Les secrets d’une femme

Par Manon Lelièvre

Ce texte est une création libre inspirée par le spectacle :

Tous les poètes habitent Valparaiso / Texte de Carine Corajoud / Conception et mise en scène par Dorian Rossel / Cie Super Trop Top / La Grange (Lausanne) / du 07 au 12 mars 2023 / Plus d’infos.

© Daphné Bengoa

Un verre à la main, elle sourit, un peu perdue, pas tout à fait avec les autres. Elle est ailleurs.

ELIANA

Il ne reste plus beaucoup de temps, mon amour. Bientôt, le jeu prendra fin.

Elle se place à pas légers devant le socle de la statue. Son regard s’attarde sur les courbes de métal qui reprennent les traits du poète.

Le jeune chercheur est passé et j’ai vu dans son regard que quelque chose avait changé. J’ai dit quelques mots dans le vague, j’ai souri doucement et je suis partie. J’ai suivi les règles, il les suivra lui aussi.

Elle soupire.

Bientôt les choses changeront, bientôt il ne restera de toi que le souvenir d’un poète.

Un groupe de personnes passe derrière le socle. Elles semblent la reconnaître, elles lèvent leurs verres dans sa direction en souriant. Malgré les quelques traits familiers, Eliana ne se rappelle pas d’elles. Avec un temps de retard, un peu hésitante, elle sourit aussi et lève sa flûte de champagne.

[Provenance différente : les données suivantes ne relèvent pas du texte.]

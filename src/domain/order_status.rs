//! Order status codes and their Turkish display text.

pub const RECEIVED: i32 = 1;
pub const COMPLETED: i32 = 5;
pub const CANCELLED: i32 = 6;

const UNKNOWN_STATUS_TEXT: &str = "Bilinmeyen Durum";

const STATUS_TABLE: [(i32, &str); 12] = [
    (1, "Alındı"),
    (2, "İşleniyor"),
    (3, "Kargoya verilmeyi bekliyor"),
    (4, "Kargoya verildi"),
    (5, "Tamamlandı"),
    (6, "İptal Edildi"),
    (7, "İade Edildi"),
    (8, "İade Talebi Bekliyor"),
    (9, "İade Talebi Onaylandı"),
    (10, "İade Talebi Reddedildi"),
    (11, "İade Talebi Tamamlandı"),
    (12, "İade Talebi İptal Edildi"),
];

#[derive(Debug, Clone, PartialEq, Eq)]
pub struct OrderStatus {
    pub code: i32,
    pub text: String,
}

impl OrderStatus {
    /// Cancelled and every return-related status.
    pub fn is_cancelled_or_returned(code: i32) -> bool {
        (CANCELLED..=12).contains(&code)
    }
}

pub fn text_for(code: i32) -> &'static str {
    STATUS_TABLE
        .iter()
        .find(|(c, _)| *c == code)
        .map(|(_, text)| *text)
        .unwrap_or(UNKNOWN_STATUS_TEXT)
}

pub fn by_code(code: i32) -> Option<OrderStatus> {
    STATUS_TABLE
        .iter()
        .find(|(c, _)| *c == code)
        .map(|(code, text)| OrderStatus {
            code: *code,
            text: text.to_string(),
        })
}

pub fn all() -> Vec<OrderStatus> {
    STATUS_TABLE
        .iter()
        .map(|(code, text)| OrderStatus {
            code: *code,
            text: text.to_string(),
        })
        .collect()
}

Le champagne est bon, tu l’aurais aimé je pense. Les gens ont l’air heureux. Je me demande bien comment tu te comporterais si tu étais ici. Pleurerais-tu ? Tu en serais bien capable. Réussirais-tu à garder le secret ? Je n’en suis pas si sûre, tu as toujours été si pressé, plein d’une impatience discrète. Moi je le vois dans ton regard, dans ta main qui aplatit tes cheveux. Tu aimes les jeux, mais pour suivre tes propres règles, il fallait te faire violence, n’est-ce pas ?

Elle rit doucement.

Ce soir, le suspense s’évanouit. Tous ces curieux ont attendu vingt ans un évènement, un geste artistique. Ils n’ont peut-être pas compris que ce sont les années écoulées qui comptent, l’attente. Le geste est là maintenant, tout petit, tout carré, si fragile comme un carnet que l’on peut perdre. Comme un recueil de poèmes qui prend feu. Espéraient-ils que tu ressuscites par des mots ?   Et puis, une fois que l’on saura, une fois que l’Autre arrivera par ici, le geste ne deviendra-t-il pas murmure ? Quelle histoire folle ! Quelle jouissance de connaître avant tout le monde un secret qui sera bientôt dévoilé ! Quelle joie de voir dans les regards le doute, puis la lumière lorsqu’on a réalisé le geste, qu’il a été compris. Je verrais éclore le secret dans les esprits. C’est ce que tu as vu dans mes yeux quand tu m’as avoué, en chuchotant, un matin, ton projet un peu fou. Oui, tu aurais pleuré je pense, mais tu n’aurais rien dit. Oui, tu as pleuré, mais tu n’as rien dit la dernière fois.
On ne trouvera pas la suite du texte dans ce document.